▸ **Aim of the exercise**:
What lines of the data below hold "running"? Show them.

___ Material shown

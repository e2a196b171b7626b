//! Handler contract between connection workers and packet codecs.
//!
//! Handlers are synchronous and work on raw byte buffers: they look at the
//! bytes buffered so far, and either produce a response, ask for more data,
//! or report a status that drives the worker's state machine.

use std::fmt;

/// Status codes shared by the socket read step and handler results.
#[derive(Debug, Clone, Copy, PartialEq, Eq)]
pub enum Status {
    /// A packet (or new data) is ready.
    Processed,
    /// More bytes are needed before anything can be done.
    Incomplete,
    /// The connection is finished.
    Done,
    /// The packet is malformed and was skipped.
    Unsupported,
}

impl fmt::Display for Status {
    fn fmt(&self, f: &mut fmt::Formatter<'_>) -> fmt::Result {
        let name = match self {
            Status::Processed => "processed",
            Status::Incomplete => "incomplete",
            Status::Done => "done",
            Status::Unsupported => "unsupported",
        };
        f.write_str(name)
    }
}

/// Result of handing a buffer to a handler.
#[derive(Debug, Clone, Copy, PartialEq, Eq)]
pub enum ProcessResult {
    /// Packet handled, `response_len` bytes written at the start of the
    /// output buffer. A `consumed` of 0 consumes the whole input.
    Response {
        consumed: usize,
        response_len: usize,
    },
    /// Packet handled, nothing to send back. Unlike the other variants, a
    /// `consumed` of 0 consumes nothing: the input stays buffered and the
    /// worker waits for more bytes.
    Processed { consumed: usize },
    /// Need more data to complete the packet.
    Incomplete,
    /// Close the connection.
    Done,
    /// Malformed packet; skip `consumed` bytes (0 discards all input).
    Unsupported { consumed: usize },
}

impl ProcessResult {
    /// Collapse the result to its status code.
    pub fn status(&self) -> Status {
        match self {
            ProcessResult::Response { .. } | ProcessResult::Processed { .. } => Status::Processed,
            ProcessResult::Incomplete => Status::Incomplete,
            ProcessResult::Done => Status::Done,
            ProcessResult::Unsupported { .. } => Status::Unsupported,
        }
    }
}

/// Packet handler invoked by every connection worker.
///
/// One instance is shared by all workers, so it is the place to keep any
/// context the protocol needs; interior state must be synchronised by the
/// implementor. Buffers are only borrowed for the duration of the call.
///
/// `consumed` counts bytes from the front of `input`. For `Response` and
/// `Unsupported` a value of 0 means all of `input`; for `Processed` it means
/// none of it. Bytes left over after a packet are handed straight back on
/// the next call, before the socket is read again.
pub trait Handler: Send + Sync + 'static {
    fn handle(&self, input: &[u8], output: &mut [u8]) -> ProcessResult;
}

impl<F> Handler for F
where
    F: Fn(&[u8], &mut [u8]) -> ProcessResult + Send + Sync + 'static,
{
    fn handle(&self, input: &[u8], output: &mut [u8]) -> ProcessResult {
        self(input, output)
    }
}

/// Copy a response into the output buffer, truncating if it does not fit.
pub fn copy_response(response: &[u8], output: &mut [u8]) -> usize {
    let len = response.len().min(output.len());
    output[..len].copy_from_slice(&response[..len]);
    len
}

#[cfg(test)]
mod tests {
    use super::*;

    #[test]
    fn test_status_of_results() {
        let response = ProcessResult::Response {
            consumed: 4,
            response_len: 2,
        };
        assert_eq!(response.status(), Status::Processed);
        assert_eq!(
            ProcessResult::Processed { consumed: 1 }.status(),
            Status::Processed
        );
        assert_eq!(ProcessResult::Incomplete.status(), Status::Incomplete);
        assert_eq!(ProcessResult::Done.status(), Status::Done);
        assert_eq!(
            ProcessResult::Unsupported { consumed: 0 }.status(),
            Status::Unsupported
        );
        assert_eq!(Status::Unsupported.to_string(), "unsupported");
    }

    #[test]
    fn test_closure_handler() {
        let handler = |input: &[u8], output: &mut [u8]| ProcessResult::Response {
            consumed: input.len(),
            response_len: copy_response(input, output),
        };

        let mut out = [0u8; 8];
        let result = handler.handle(b"abc", &mut out);
        assert_eq!(
            result,
            ProcessResult::Response {
                consumed: 3,
                response_len: 3
            }
        );
        assert_eq!(&out[..3], b"abc");
    }

    #[test]
    fn test_copy_response_truncates() {
        let mut out = [0u8; 4];
        assert_eq!(copy_response(b"PONG\r\n", &mut out), 4);
        assert_eq!(&out, b"PONG");
    }
}
//! Built-in packet handlers.
//!
//! Each protocol has a parser and a `Handler` implementation that the
//! connection workers drive.
//!
//! - `echo`: length-delimited packets echoed back verbatim
//! - `ping`: line-based ping/pong

pub mod echo;
pub mod ping;

pub use echo::EchoHandler;
pub use ping::PingHandler;
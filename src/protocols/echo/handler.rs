//! Echo packet handler.

use super::parser::{self, Header, Parsed, MAX_HEADER_LEN};
use crate::runtime::{Handler, ProcessResult};

/// Echoes every complete packet back verbatim, header included.
#[derive(Debug, Default, Clone, Copy)]
pub struct EchoHandler;

impl Handler for EchoHandler {
    fn handle(&self, input: &[u8], output: &mut [u8]) -> ProcessResult {
        match parser::parse(input) {
            Parsed::Incomplete if input.len() >= MAX_HEADER_LEN => {
                // No line ending where one must be: garbage, drop it all.
                ProcessResult::Unsupported { consumed: 0 }
            }
            Parsed::Incomplete => ProcessResult::Incomplete,
            Parsed::Malformed { line_len } => ProcessResult::Unsupported { consumed: line_len },
            Parsed::Header(Header::Quit) => ProcessResult::Done,
            Parsed::Header(header) => {
                let total = match header.packet_len() {
                    Some(total) if total <= output.len() => total,
                    // Could never be buffered, let alone echoed.
                    _ => return ProcessResult::Unsupported { consumed: 0 },
                };

                if input.len() < total {
                    return ProcessResult::Incomplete;
                }

                output[..total].copy_from_slice(&input[..total]);
                ProcessResult::Response {
                    consumed: total,
                    response_len: total,
                }
            }
        }
    }
}

#[cfg(test)]
mod tests {
    use super::*;

    fn handle(input: &[u8]) -> (ProcessResult, Vec<u8>) {
        let mut output = vec![0u8; 64];
        let result = EchoHandler.handle(input, &mut output);
        (result, output)
    }

    #[test]
    fn test_echo_complete_packet() {
        let packet = b"16\r\n0123456789abcdef";
        let (result, output) = handle(packet);
        assert_eq!(
            result,
            ProcessResult::Response {
                consumed: 20,
                response_len: 20
            }
        );
        assert_eq!(&output[..20], packet);
    }

    #[test]
    fn test_partial_packet_incomplete() {
        let packet = b"16\r\n0123456789abcdef";
        assert_eq!(handle(&packet[..10]).0, ProcessResult::Incomplete);
        assert_eq!(handle(b"16").0, ProcessResult::Incomplete);
    }

    #[test]
    fn test_trailing_bytes_left_for_next_packet() {
        let (result, _) = handle(b"2\r\nhi5\r\nhel");
        assert_eq!(
            result,
            ProcessResult::Response {
                consumed: 5,
                response_len: 5
            }
        );
    }

    #[test]
    fn test_zero_length_packet() {
        let (result, output) = handle(b"0\r\n");
        assert_eq!(
            result,
            ProcessResult::Response {
                consumed: 3,
                response_len: 3
            }
        );
        assert_eq!(&output[..3], b"0\r\n");
    }

    #[test]
    fn test_bad_header_skipped() {
        assert_eq!(
            handle(b"xyz\r\n3\r\nabc").0,
            ProcessResult::Unsupported { consumed: 5 }
        );
        assert_eq!(
            handle(&[b'9'; MAX_HEADER_LEN]).0,
            ProcessResult::Unsupported { consumed: 0 }
        );
    }

    #[test]
    fn test_packet_larger_than_output() {
        assert_eq!(
            handle(b"1000\r\nabc").0,
            ProcessResult::Unsupported { consumed: 0 }
        );
        assert_eq!(
            handle(b"18446744073709551615\r\n").0,
            ProcessResult::Unsupported { consumed: 0 }
        );
        // Does not even fit a usize
        assert_eq!(
            handle(b"99999999999999999999\r\n").0,
            ProcessResult::Unsupported { consumed: 22 }
        );
    }

    #[test]
    fn test_quit() {
        assert_eq!(handle(b"QUIT\r\n").0, ProcessResult::Done);
    }
}
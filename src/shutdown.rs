//! Cooperative shutdown token shared by the accept loop and every worker.

use std::sync::atomic::{AtomicBool, Ordering};
use std::sync::Arc;

/// Cloneable flag polled once per loop iteration.
///
/// Triggering never interrupts a read, handler call or write already in
/// progress; loops observe it at their next check.
#[derive(Debug, Clone, Default)]
pub struct Shutdown {
    flag: Arc<AtomicBool>,
}

impl Shutdown {
    pub fn new() -> Self {
        Self::default()
    }

    /// Request shutdown.
    pub fn trigger(&self) {
        self.flag.store(true, Ordering::Release);
    }

    pub fn is_triggered(&self) -> bool {
        self.flag.load(Ordering::Acquire)
    }
}

#[cfg(test)]
mod tests {
    use super::*;

    #[test]
    fn test_clones_share_state() {
        let shutdown = Shutdown::new();
        let observer = shutdown.clone();
        assert!(!observer.is_triggered());

        shutdown.trigger();
        assert!(observer.is_triggered());
        assert!(shutdown.is_triggered());
    }
}
//! Connection state machine and the registry of tracked connections.
//!
//! The registry is owned by the accept loop only. Workers never touch it;
//! they report their exit over a channel and the accept loop removes them.

use slab::Slab;
use std::net::SocketAddr;
use std::thread::JoinHandle;

/// Current state of a connection worker.
#[derive(Debug, Clone, Copy, PartialEq, Eq)]
pub enum ConnState {
    /// Waiting for bytes from the peer.
    Reading,
    /// Buffered bytes are ready to be handed to the handler.
    Handling,
    /// A response of `total` bytes sits in the output view.
    Writing {
        /// Total bytes to write.
        total: usize,
    },
    /// Connection is being closed.
    Closing,
}

/// Why a worker stopped.
#[derive(Debug, Clone, Copy, PartialEq, Eq)]
pub enum ExitReason {
    /// Peer closed, handler said done, or a socket error.
    Done,
    /// Shutdown token observed.
    Shutdown,
    /// The handler panicked.
    Panicked,
}

/// A tracked client connection.
#[derive(Debug)]
pub struct Connection {
    /// Slot whose buffer the worker owns.
    pub slot: usize,
    /// Remote address.
    pub peer: SocketAddr,
    /// Worker thread, taken when joined.
    pub handle: Option<JoinHandle<()>>,
}

impl Connection {
    pub fn new(slot: usize, peer: SocketAddr) -> Self {
        Self {
            slot,
            peer,
            handle: None,
        }
    }

    /// Wait for the worker thread to finish.
    pub fn join(&mut self) {
        if let Some(handle) = self.handle.take() {
            let _ = handle.join();
        }
    }
}

/// Registry of active connections using slab allocation.
///
/// Provides O(1) insert, lookup, and remove operations.
pub struct ConnectionRegistry {
    connections: Slab<Connection>,
    max_connections: usize,
}

impl ConnectionRegistry {
    /// Create a new registry with specified maximum capacity.
    pub fn new(max_connections: usize) -> Self {
        Self {
            connections: Slab::with_capacity(max_connections),
            max_connections,
        }
    }

    /// Insert a new connection into the registry.
    ///
    /// Returns `None` if the registry is at capacity.
    pub fn insert(&mut self, conn: Connection) -> Option<usize> {
        if self.is_full() {
            return None;
        }
        Some(self.connections.insert(conn))
    }

    /// Get a mutable reference to a connection.
    pub fn get_mut(&mut self, id: usize) -> Option<&mut Connection> {
        self.connections.get_mut(id)
    }

    /// Remove a connection from the registry.
    pub fn remove(&mut self, id: usize) -> Option<Connection> {
        self.connections.try_remove(id)
    }

    /// Number of active connections.
    pub fn len(&self) -> usize {
        self.connections.len()
    }

    /// Check if there are no connections.
    pub fn is_empty(&self) -> bool {
        self.connections.is_empty()
    }

    /// Check if no further connection can be tracked.
    pub fn is_full(&self) -> bool {
        self.connections.len() >= self.max_connections
    }

    /// Maximum number of connections allowed.
    pub fn capacity(&self) -> usize {
        self.max_connections
    }

    /// Remove every connection, yielding them for joining.
    pub fn drain(&mut self) -> impl Iterator<Item = Connection> + '_ {
        self.connections.drain()
    }
}

#[cfg(test)]
mod tests {
    use super::*;

    fn addr(port: u16) -> SocketAddr {
        SocketAddr::from(([127, 0, 0, 1], port))
    }

    #[test]
    fn test_connection_registry() {
        let mut registry = ConnectionRegistry::new(2);

        let id1 = registry.insert(Connection::new(0, addr(1000))).unwrap();
        let id2 = registry.insert(Connection::new(1, addr(1001))).unwrap();

        // At capacity
        assert!(registry.is_full());
        assert!(registry.insert(Connection::new(2, addr(1002))).is_none());

        assert_eq!(registry.len(), 2);
        assert_eq!(registry.get_mut(id1).unwrap().slot, 0);
        assert_eq!(registry.get_mut(id2).unwrap().peer, addr(1001));

        let removed = registry.remove(id1).unwrap();
        assert_eq!(removed.slot, 0);
        assert!(registry.get_mut(id1).is_none());
        assert!(registry.remove(id1).is_none());
        assert_eq!(registry.len(), 1);
        assert!(!registry.is_full());
    }

    #[test]
    fn test_drain_joins_workers() {
        let mut registry = ConnectionRegistry::new(4);
        for slot in 0..3 {
            let id = registry.insert(Connection::new(slot, addr(2000))).unwrap();
            registry.get_mut(id).unwrap().handle = Some(std::thread::spawn(|| {}));
        }

        let mut joined = 0;
        for mut conn in registry.drain() {
            conn.join();
            assert!(conn.handle.is_none());
            joined += 1;
        }
        assert_eq!(joined, 3);
        assert!(registry.is_empty());
        assert_eq!(registry.capacity(), 4);
    }
}
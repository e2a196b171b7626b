//! packet-peer: a multiplexed TCP test peer.
//!
//! Accepts concurrent client connections, buffers each connection's bytes
//! until a pluggable `Handler` recognises a complete packet, and writes the
//! handler's response back. Meant to stand in for a real device or service
//! while running conformance and load tests against a client library.
//!
//! - One accept thread polls the listener and spawns a worker per connection
//! - Each connection owns a fixed slot of the configured buffer budget
//! - At most `max_clients` connections are served; extra ones wait in the
//!   listen backlog until a slot frees up
//! - Shutdown is cooperative through a shared `Shutdown` token

pub mod config;
pub mod protocols;
pub mod runtime;
pub mod server;
pub mod shutdown;

pub use config::Config;
pub use runtime::{Handler, ProcessResult, Status};
pub use server::{Server, ServerError};
pub use shutdown::Shutdown;
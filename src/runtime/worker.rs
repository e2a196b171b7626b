//! Per-connection worker.
//!
//! Each accepted connection gets its own thread running a small state
//! machine over the connection's slot buffer:
//!
//! ```text
//! Reading --data--> Handling --response--> Writing
//!    ^                 |  ^                   |
//!    +---incomplete----+  +---bytes left------+
//!    +----------------------nothing left------+
//! ```
//!
//! Any socket error, a peer close, or a handler `Done` moves the worker to
//! `Closing`. The worker owns its stream, so closing happens exactly once,
//! when the worker is dropped.

use crate::config::WritePolicy;
use crate::runtime::buffer::SlotBuffer;
use crate::runtime::connection::{ConnState, ExitReason};
use crate::runtime::protocol::{Handler, ProcessResult, Status};
use crate::runtime::stats::ServerStats;
use crate::shutdown::Shutdown;
use std::fmt::Write as _;
use std::io::{self, Read, Write};
use std::panic::{self, AssertUnwindSafe};
use std::sync::mpsc::Sender;
use std::sync::Arc;
use std::thread::{self, JoinHandle};
use tracing::{debug, error, trace, warn};

/// Bytes of a rejected packet shown in logs.
const DUMP_PREVIEW: usize = 32;

/// Everything a worker shares with the rest of the server.
pub struct WorkerContext<H> {
    pub handler: Arc<H>,
    pub shutdown: Shutdown,
    pub stats: Arc<ServerStats>,
    pub write_policy: WritePolicy,
}

impl<H> Clone for WorkerContext<H> {
    fn clone(&self) -> Self {
        Self {
            handler: Arc::clone(&self.handler),
            shutdown: self.shutdown.clone(),
            stats: Arc::clone(&self.stats),
            write_policy: self.write_policy,
        }
    }
}

/// Message a worker sends back to the accept loop when it stops.
#[derive(Debug)]
pub struct WorkerExit {
    pub conn_id: usize,
    pub buffer: SlotBuffer,
    pub reason: ExitReason,
}

/// One connection's read/handle/write loop.
pub struct Worker<S, H> {
    conn_id: usize,
    stream: S,
    buffer: SlotBuffer,
    ctx: WorkerContext<H>,
    state: ConnState,
    /// Bytes buffered in the input view.
    filled: usize,
}

impl<S: Read + Write, H: Handler> Worker<S, H> {
    pub fn new(conn_id: usize, stream: S, buffer: SlotBuffer, ctx: WorkerContext<H>) -> Self {
        Self {
            conn_id,
            stream,
            buffer,
            ctx,
            state: ConnState::Reading,
            filled: 0,
        }
    }

    pub fn state(&self) -> ConnState {
        self.state
    }

    /// Drive the connection until it is done or shutdown is requested.
    pub fn run(&mut self) -> ExitReason {
        debug!(
            conn_id = self.conn_id,
            slot = self.buffer.slot(),
            "Worker entering processing loop"
        );

        while self.state != ConnState::Closing {
            if self.ctx.shutdown.is_triggered() {
                debug!(conn_id = self.conn_id, "Shutdown observed");
                self.state = ConnState::Closing;
                return ExitReason::Shutdown;
            }

            self.state = match self.state {
                ConnState::Reading => self.on_read(),
                ConnState::Handling => self.on_handle(),
                ConnState::Writing { total } => self.on_write(total),
                ConnState::Closing => ConnState::Closing,
            };
        }

        ExitReason::Done
    }

    /// Release the socket and hand the slot buffer back.
    pub fn into_exit(self, reason: ExitReason) -> WorkerExit {
        let Worker {
            conn_id,
            stream,
            buffer,
            ..
        } = self;
        drop(stream);
        WorkerExit {
            conn_id,
            buffer,
            reason,
        }
    }

    fn on_read(&mut self) -> ConnState {
        match self.fill() {
            Status::Processed => ConnState::Handling,
            Status::Incomplete => ConnState::Reading,
            Status::Done => ConnState::Closing,
            Status::Unsupported => {
                warn!(
                    conn_id = self.conn_id,
                    buffered = self.filled,
                    "Packet exceeds slot buffer, discarding"
                );
                self.ctx.stats.record_unsupported();
                self.filled = 0;
                ConnState::Reading
            }
        }
    }

    /// Read whatever the peer has sent, appending to buffered bytes.
    fn fill(&mut self) -> Status {
        let filled = self.filled;
        let input = self.buffer.input_mut();
        if filled >= input.len() {
            return Status::Unsupported;
        }

        match self.stream.read(&mut input[filled..]) {
            Ok(0) => {
                trace!(conn_id = self.conn_id, "Connection closed by peer");
                Status::Done
            }
            Ok(n) => {
                self.filled += n;
                trace!(conn_id = self.conn_id, bytes = n, buffered = self.filled, "Read");
                Status::Processed
            }
            Err(ref e)
                if matches!(
                    e.kind(),
                    io::ErrorKind::WouldBlock | io::ErrorKind::TimedOut | io::ErrorKind::Interrupted
                ) =>
            {
                Status::Incomplete
            }
            Err(e) => {
                warn!(conn_id = self.conn_id, error = %e, "Error reading socket");
                Status::Done
            }
        }
    }

    fn on_handle(&mut self) -> ConnState {
        let filled = self.filled;
        let (input, output) = self.buffer.split_mut();
        let result = self.ctx.handler.handle(&input[..filled], output);
        trace!(
            conn_id = self.conn_id,
            buffered = filled,
            status = %result.status(),
            "Handled"
        );

        match result {
            ProcessResult::Response {
                consumed,
                response_len,
            } => {
                self.ctx.stats.record_packet();
                self.consume(consumed);
                let total = response_len.min(self.buffer.output().len());
                if total == 0 {
                    self.after_packet()
                } else {
                    ConnState::Writing { total }
                }
            }
            ProcessResult::Processed { consumed: 0 } => ConnState::Reading,
            ProcessResult::Processed { consumed } => {
                self.ctx.stats.record_packet();
                self.consume(consumed);
                self.after_packet()
            }
            ProcessResult::Incomplete => ConnState::Reading,
            ProcessResult::Done => ConnState::Closing,
            ProcessResult::Unsupported { consumed } => {
                warn!(conn_id = self.conn_id, consumed, "Unsupported packet");
                debug!(
                    conn_id = self.conn_id,
                    packet = %hex_preview(&input[..filled]),
                    "Unsupported packet dump"
                );
                self.ctx.stats.record_unsupported();
                self.consume(consumed);
                self.after_packet()
            }
        }
    }

    fn on_write(&mut self, total: usize) -> ConnState {
        let response = &self.buffer.output()[..total];

        let result = match self.ctx.write_policy {
            WritePolicy::Once => match self.stream.write(response) {
                Ok(n) if n < total => Err(io::Error::new(
                    io::ErrorKind::WriteZero,
                    format!("short write: {n} of {total} bytes"),
                )),
                Ok(_) => Ok(()),
                Err(e) => Err(e),
            },
            WritePolicy::All => self.stream.write_all(response),
        };

        match result.and_then(|()| self.stream.flush()) {
            Ok(()) => {
                trace!(conn_id = self.conn_id, bytes = total, "Wrote response");
                self.after_packet()
            }
            Err(e) => {
                warn!(conn_id = self.conn_id, error = %e, "Error writing response");
                ConnState::Closing
            }
        }
    }

    /// Drop the first `consumed` bytes of input; 0 drops everything.
    fn consume(&mut self, consumed: usize) {
        if consumed == 0 || consumed >= self.filled {
            self.filled = 0;
            return;
        }
        let filled = self.filled;
        self.buffer.input_mut().copy_within(consumed..filled, 0);
        self.filled -= consumed;
    }

    /// Pipelined bytes go straight back to the handler.
    fn after_packet(&self) -> ConnState {
        if self.filled > 0 {
            ConnState::Handling
        } else {
            ConnState::Reading
        }
    }
}

impl<S, H> Worker<S, H>
where
    S: Read + Write + Send + 'static,
    H: Handler,
{
    /// Run the worker on its own thread, reporting its exit on `exits`.
    ///
    /// A panicking handler is contained to this connection; the slot buffer
    /// is still returned.
    pub fn spawn(self, exits: Sender<WorkerExit>) -> io::Result<JoinHandle<()>> {
        let conn_id = self.conn_id;
        let mut worker = self;

        thread::Builder::new()
            .name(format!("conn-{conn_id}"))
            .spawn(move || {
                let reason = panic::catch_unwind(AssertUnwindSafe(|| worker.run()))
                    .unwrap_or_else(|_| {
                        error!(conn_id, "Handler panicked, closing connection");
                        ExitReason::Panicked
                    });
                debug!(conn_id, ?reason, "Worker exiting");
                // The accept loop only stops listening after joining us.
                let _ = exits.send(worker.into_exit(reason));
            })
    }
}

/// Hex dump of the start of a packet.
fn hex_preview(bytes: &[u8]) -> String {
    let mut out = String::with_capacity(DUMP_PREVIEW * 3 + 8);
    for (i, b) in bytes.iter().take(DUMP_PREVIEW).enumerate() {
        if i > 0 {
            out.push(' ');
        }
        let _ = write!(out, "{b:02x}");
    }
    if bytes.len() > DUMP_PREVIEW {
        let _ = write!(out, " .. ({} bytes)", bytes.len());
    }
    out
}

______

▸ **Your response**:
//! while running conformance and load tests against a client library.
//! Each accepted connection gets its own thread running a small state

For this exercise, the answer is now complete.